While single estate is often adopted by smaller, independently owned distilleries, some of the big brands want in on the action too. Perhaps the most surprising is Belvedere which launched its Single Estate Rye collection back in 2017. In an echo of Karttunen’s interpretation of the sub-category, the series was inspired by the concept of single estate expressing terroir in vodka.
“When Belvedere was first created in 1993 and started the super-premium vodka category, it was in a very different place to where it is now,” explains global brand ambassador Mike Foster. “Thankfully gone are the days of random and weird flavours like toffee, popcorn, bacon, whipped cream and the like! The direction of travel for super premium vodka innovation reflects the changing times, its more about being authentic… We are passionate about rye and for the last decade we have been investing in research to better understand our raw ingredient, from new and historic rye varietals to the place where its grown.”
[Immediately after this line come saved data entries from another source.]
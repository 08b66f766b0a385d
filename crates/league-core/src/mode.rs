//! Time-control modes and the per-mode rating map.

use serde::{Deserialize, Serialize};
use std::str::FromStr;

/// Time control a game was played under. Each mode carries its own rating.
#[derive(Debug, Clone, Copy, PartialEq, Eq, Hash, Serialize, Deserialize)]
#[serde(rename_all = "lowercase")]
pub enum Mode {
    Rapid,
    Blitz,
    Bullet,
}

impl Mode {
    /// All modes in display order.
    pub const ALL: [Mode; 3] = [Mode::Rapid, Mode::Blitz, Mode::Bullet];

    /// Returns the lowercase wire name.
    pub const fn as_str(self) -> &'static str {
        match self {
            Mode::Rapid => "rapid",
            Mode::Blitz => "blitz",
            Mode::Bullet => "bullet",
        }
    }
}

impl std::fmt::Display for Mode {
    fn fmt(&self, f: &mut std::fmt::Formatter<'_>) -> std::fmt::Result {
        f.write_str(self.as_str())
    }
}

impl FromStr for Mode {
    type Err = String;

    fn from_str(s: &str) -> Result<Self, Self::Err> {
        match s.trim().to_ascii_lowercase().as_str() {
            "rapid" => Ok(Mode::Rapid),
            "blitz" => Ok(Mode::Blitz),
            "bullet" => Ok(Mode::Bullet),
            other => Err(format!("unknown mode '{other}'")),
        }
    }
}

/// A player's rating in every mode.
///
/// All three values are always present so a result can be recorded in any
/// mode without a lookup miss.
#[derive(Debug, Clone, Copy, PartialEq, Eq, Serialize, Deserialize)]
pub struct Ratings {
    pub rapid: i32,
    pub blitz: i32,
    pub bullet: i32,
}

impl Ratings {
    /// Every mode at the same starting value.
    pub const fn uniform(rating: i32) -> Self {
        Self {
            rapid: rating,
            blitz: rating,
            bullet: rating,
        }
    }

    pub fn get(&self, mode: Mode) -> i32 {
        match mode {
            Mode::Rapid => self.rapid,
            Mode::Blitz => self.blitz,
            Mode::Bullet => self.bullet,
        }
    }

    pub fn get_mut(&mut self, mode: Mode) -> &mut i32 {
        match mode {
            Mode::Rapid => &mut self.rapid,
            Mode::Blitz => &mut self.blitz,
            Mode::Bullet => &mut self.bullet,
        }
    }
}

#[cfg(test)]
mod tests {
    use super::*;

    #[test]
    fn parse_mode_case_insensitive() {
        assert_eq!("Rapid".parse::<Mode>(), Ok(Mode::Rapid));
        assert_eq!(" blitz ".parse::<Mode>(), Ok(Mode::Blitz));
        assert_eq!("BULLET".parse::<Mode>(), Ok(Mode::Bullet));
        assert!("classical".parse::<Mode>().is_err());
    }

    #[test]
    fn mode_serializes_lowercase() {
        assert_eq!(serde_json::to_string(&Mode::Blitz).unwrap(), "\"blitz\"");
        let mode: Mode = serde_json::from_str("\"bullet\"").unwrap();
        assert_eq!(mode, Mode::Bullet);
    }

    #[test]
    fn ratings_get_and_get_mut() {
        let mut ratings = Ratings::uniform(1200);
        *ratings.get_mut(Mode::Blitz) += 15;
        assert_eq!(ratings.get(Mode::Rapid), 1200);
        assert_eq!(ratings.get(Mode::Blitz), 1215);
        assert_eq!(ratings.get(Mode::Bullet), 1200);
    }
}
So, is making single estate different harder than making non-single estate vodka? For Ramsbury’s Ewing, there are both pros and cons when it comes to the process.
“The advantage we have is that we are producing all the raw materials, so we have complete control. The disadvantage is that with all growing crops there will be slight differences in starch, protein specific weight etc. This is mainly due to the weather in the growing period of the wheat. The variety we select also has a major bearing on the final flavour and it is up to the skill of the distiller to equate all of these differences to produce a premium, consistent final product.”
And what about the environmental impact? Of course, Koskenkorva’s work with Climate Action can claim the advantages that come with regenerative farming while Ramsbury, while investing in solar panels, is also looking to the future with a closed loop system that also sees used water being put back into the environment via the distillery’s biological reed bed system and finally back to where It began in the chalk beneath the distillery.
For Belvedere though, single estate is all about taste. “We’re seeing a tidal wave of opinion in favour of flavour,” says Foster. “At Belvedere, we… showcase these nuances of flavour through natural methods, such as the creation of our Belvedere Single Estate Series. Customers are starting to care much more about what they consume, they want unadulterated, authentic, genuine, natural ingredients, that are expertly crafted to showcase their inherent qualities.”
And when it comes to consumer values – focusing on traceability, locality and environmental credentials – single estate vodka, says Karttunen, could be a category for new entrepreneurs and even producers making other spirits to jump on.
“I think that there is definitely plausible that it might bring new brands and new entrepreneurs to the category… because it reflects the values of certain of brands that see themselves as really crafty and local… Where the raw material comes from, how environmentally friendly or how responsible it is, these questions are so important for consumers nowadays. In vodka traditionally there hasn’t been a discussion of all these things – now suddenly single estate offers the possibility to answer these questions: it’s a stroke of luck for vodka producers… it is a huge opportunity for vodka.”